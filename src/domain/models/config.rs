use serde::{Deserialize, Serialize};

/// Main configuration structure for Warden
#[derive(Debug, Clone, Serialize, Deserialize)]
#[serde(rename_all = "snake_case")]
pub struct Config {
    /// Database configuration
    #[serde(default)]
    pub database: DatabaseConfig,

    /// Logging configuration
    #[serde(default)]
    pub logging: LoggingConfig,

    /// Supervisor loop configuration
    #[serde(default)]
    pub supervisor: SupervisorConfig,
}

impl Default for Config {
    fn default() -> Self {
        Self {
            database: DatabaseConfig::default(),
            logging: LoggingConfig::default(),
            supervisor: SupervisorConfig::default(),
        }
    }
}

/// Database configuration
#[derive(Debug, Clone, Serialize, Deserialize)]
#[serde(rename_all = "snake_case")]
pub struct DatabaseConfig {
    /// Path to `SQLite` database file
    #[serde(default = "default_database_path")]
    pub path: String,

    /// Maximum pool connections
    #[serde(default = "default_max_connections")]
    pub max_connections: u32,
}

fn default_database_path() -> String {
    ".warden/warden.db".to_string()
}

const fn default_max_connections() -> u32 {
    5
}

impl Default for DatabaseConfig {
    fn default() -> Self {
        Self {
            path: default_database_path(),
            max_connections: default_max_connections(),
        }
    }
}

/// Logging configuration
#[derive(Debug, Clone, Serialize, Deserialize)]
#[serde(rename_all = "snake_case")]
pub struct LoggingConfig {
    /// Log level: trace, debug, info, warn, error
    #[serde(default = "default_log_level")]
    pub level: String,

    /// Output format: json or pretty
    #[serde(default = "default_log_format")]
    pub format: String,
}

fn default_log_level() -> String {
    "info".to_string()
}

fn default_log_format() -> String {
    "pretty".to_string()
}

impl Default for LoggingConfig {
    fn default() -> Self {
        Self {
            level: default_log_level(),
            format: default_log_format(),
        }
    }
}

/// Supervisor loop configuration.
#[derive(Debug, Clone, Serialize, Deserialize)]
#[serde(rename_all = "snake_case")]
pub struct SupervisorConfig {
    /// Seconds the loop waits for a wake signal before polling anyway
    #[serde(default = "default_poll_timeout_secs")]
    pub poll_timeout_secs: u64,

    /// Maximum audit rows the poller converts per scan
    #[serde(default = "default_poll_batch_size")]
    pub poll_batch_size: u32,

    /// Maximum pending inbox rows handled per cycle
    #[serde(default = "default_process_batch_size")]
    pub process_batch_size: u32,

    /// Whether each cycle re-queues failed inbox rows below the retry
    /// ceiling. Off by default: failed rows wait for explicit intervention.
    #[serde(default)]
    pub retry_failed_on_cycle: bool,

    /// Retry ceiling for failed inbox rows
    #[serde(default = "default_max_retries")]
    pub max_retries: u32,

    /// Registry code of the guardian chosen when no assigner rule matches
    #[serde(default = "default_guardian_code")]
    pub default_guardian: String,
}

const fn default_poll_timeout_secs() -> u64 {
    30
}

const fn default_poll_batch_size() -> u32 {
    100
}

const fn default_process_batch_size() -> u32 {
    50
}

const fn default_max_retries() -> u32 {
    3
}

fn default_guardian_code() -> String {
    "smoke_test".to_string()
}

impl Default for SupervisorConfig {
    fn default() -> Self {
        Self {
            poll_timeout_secs: default_poll_timeout_secs(),
            poll_batch_size: default_poll_batch_size(),
            process_batch_size: default_process_batch_size(),
            retry_failed_on_cycle: false,
            max_retries: default_max_retries(),
            default_guardian: default_guardian_code(),
        }
    }
}
//! Port trait definitions (Hexagonal Architecture)
//!
//! This module defines the trait interfaces that adapters and collaborators
//! must implement:
//! - Guardian: independent, read-only task verification
//! - PermissionOracle: authoritative mode permission lookups
//! - PolicyHandler: per-event-type decision logic
//!
//! These traits define the contracts that allow the domain to be independent
//! of specific infrastructure implementations.

pub mod guardian;
pub mod policy;

pub use guardian::{verify_fail_closed, Guardian, PermissionOracle, VERIFICATION_ERROR_FLAG};
pub use policy::PolicyHandler;
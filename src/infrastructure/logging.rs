//! Tracing subscriber setup.

use anyhow::{anyhow, Result};
use tracing::Level;
use tracing_subscriber::EnvFilter;

use crate::domain::models::LoggingConfig;

/// Initialize the global tracing subscriber from configuration.
///
/// `RUST_LOG` still takes precedence over the configured level. Returns an
/// error if a subscriber is already installed.
pub fn init(config: &LoggingConfig) -> Result<()> {
    let default_level = parse_log_level(&config.level)?;
    let env_filter = EnvFilter::builder()
        .with_default_directive(default_level.into())
        .from_env_lossy();

    let builder = tracing_subscriber::fmt()
        .with_env_filter(env_filter)
        .with_target(true);

    match config.format.as_str() {
        "json" => builder
            .json()
            .with_current_span(true)
            .try_init()
            .map_err(|e| anyhow!("Failed to initialize logging: {e}"))?,
        "pretty" => builder
            .pretty()
            .try_init()
            .map_err(|e| anyhow!("Failed to initialize logging: {e}"))?,
        other => return Err(anyhow!("Unknown log format: {other}")),
    }

    Ok(())
}

fn parse_log_level(level: &str) -> Result<Level> {
    match level.to_lowercase().as_str() {
        "trace" => Ok(Level::TRACE),
        "debug" => Ok(Level::DEBUG),
        "info" => Ok(Level::INFO),
        "warn" => Ok(Level::WARN),
        "error" => Ok(Level::ERROR),
        other => Err(anyhow!("Unknown log level: {other}")),
    }
}

#[cfg(test)]
mod tests {
    use super::*;

    #[test]
    fn test_parse_log_level() {
        assert_eq!(parse_log_level("info").unwrap(), Level::INFO);
        assert_eq!(parse_log_level("WARN").unwrap(), Level::WARN);
        assert!(parse_log_level("loud").is_err());
    }
}
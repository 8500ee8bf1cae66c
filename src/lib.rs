//! Warden - Task Lifecycle Governance Supervisor
//!
//! Warden supervises task lifecycles through a strict state machine,
//! independent guardian verification, and a durable event inbox. Task state
//! only ever moves along a frozen transition table, and only in response to
//! guardian verdicts applied transactionally alongside their audit trail.
//!
//! # Architecture
//!
//! The crate follows Hexagonal Architecture:
//!
//! - **Domain Layer** (`domain`): state machine, verdict and event models,
//!   port traits (`Guardian`, `PermissionOracle`, `PolicyHandler`)
//! - **Service Layer** (`services`): verdict consumer, audit writer, event
//!   poller, policy router, and the supervisor loop
//! - **Adapters** (`adapters`): SQLite repositories and reference guardians
//! - **Infrastructure** (`infrastructure`): configuration and logging setup
//!
//! # Example
//!
//! ```ignore
//! use std::sync::Arc;
//! use warden::adapters::sqlite::initialize_database;
//! use warden::infrastructure::ConfigLoader;
//! use warden::services::{PolicyRouter, SupervisorService};
//!
//! #[tokio::main]
//! async fn main() -> anyhow::Result<()> {
//!     let config = ConfigLoader::load()?;
//!     warden::infrastructure::logging::init(&config.logging)?;
//!
//!     let pool = initialize_database(&config.database).await?;
//!     let router = Arc::new(PolicyRouter::new());
//!     let supervisor = SupervisorService::new(pool, router, config.supervisor);
//!     let handle = supervisor.start().expect("first start");
//!     handle.await?;
//!     Ok(())
//! }
//! ```

pub mod adapters;
pub mod domain;
pub mod infrastructure;
pub mod services;

// Re-export commonly used types for convenience
pub use domain::errors::{DomainError, DomainResult};
pub use domain::models::{
    Config, DatabaseConfig, Decision, DecisionAction, GuardianAssignment,
    GuardianVerdictSnapshot, LoggingConfig, SupervisorConfig, SupervisorEvent, Task, TaskState,
    VerdictStatus,
};
pub use domain::ports::{Guardian, PermissionOracle, PolicyHandler};
pub use infrastructure::{ConfigError, ConfigLoader};
pub use services::{
    AuditWriter, EventPoller, EventProcessor, GuardianRegistry, PolicyRouter, SupervisorService,
    VerdictConsumer,
};
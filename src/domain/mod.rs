//! Domain layer for the Warden governance supervisor
//!
//! This module contains core business logic and domain models.

pub mod errors;
pub mod models;
pub mod ports;

pub use errors::{DomainError, DomainResult};
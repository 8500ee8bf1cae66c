//! Reference guardian implementations.

pub mod mode_guardian;
pub mod smoke_test;

pub use mode_guardian::{ModeGuardian, CTX_MODE_ID, CTX_OPERATION, MODE_GUARDIAN};
pub use smoke_test::{SmokeTestGuardian, SMOKE_TEST_GUARDIAN};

+-------+

- Work to complete -
Check each line of the entries above, and show every one holding the word "This".

- Your solution -
//! This module defines the trait interfaces that adapters and collaborators
//! This module contains core business logic and domain models.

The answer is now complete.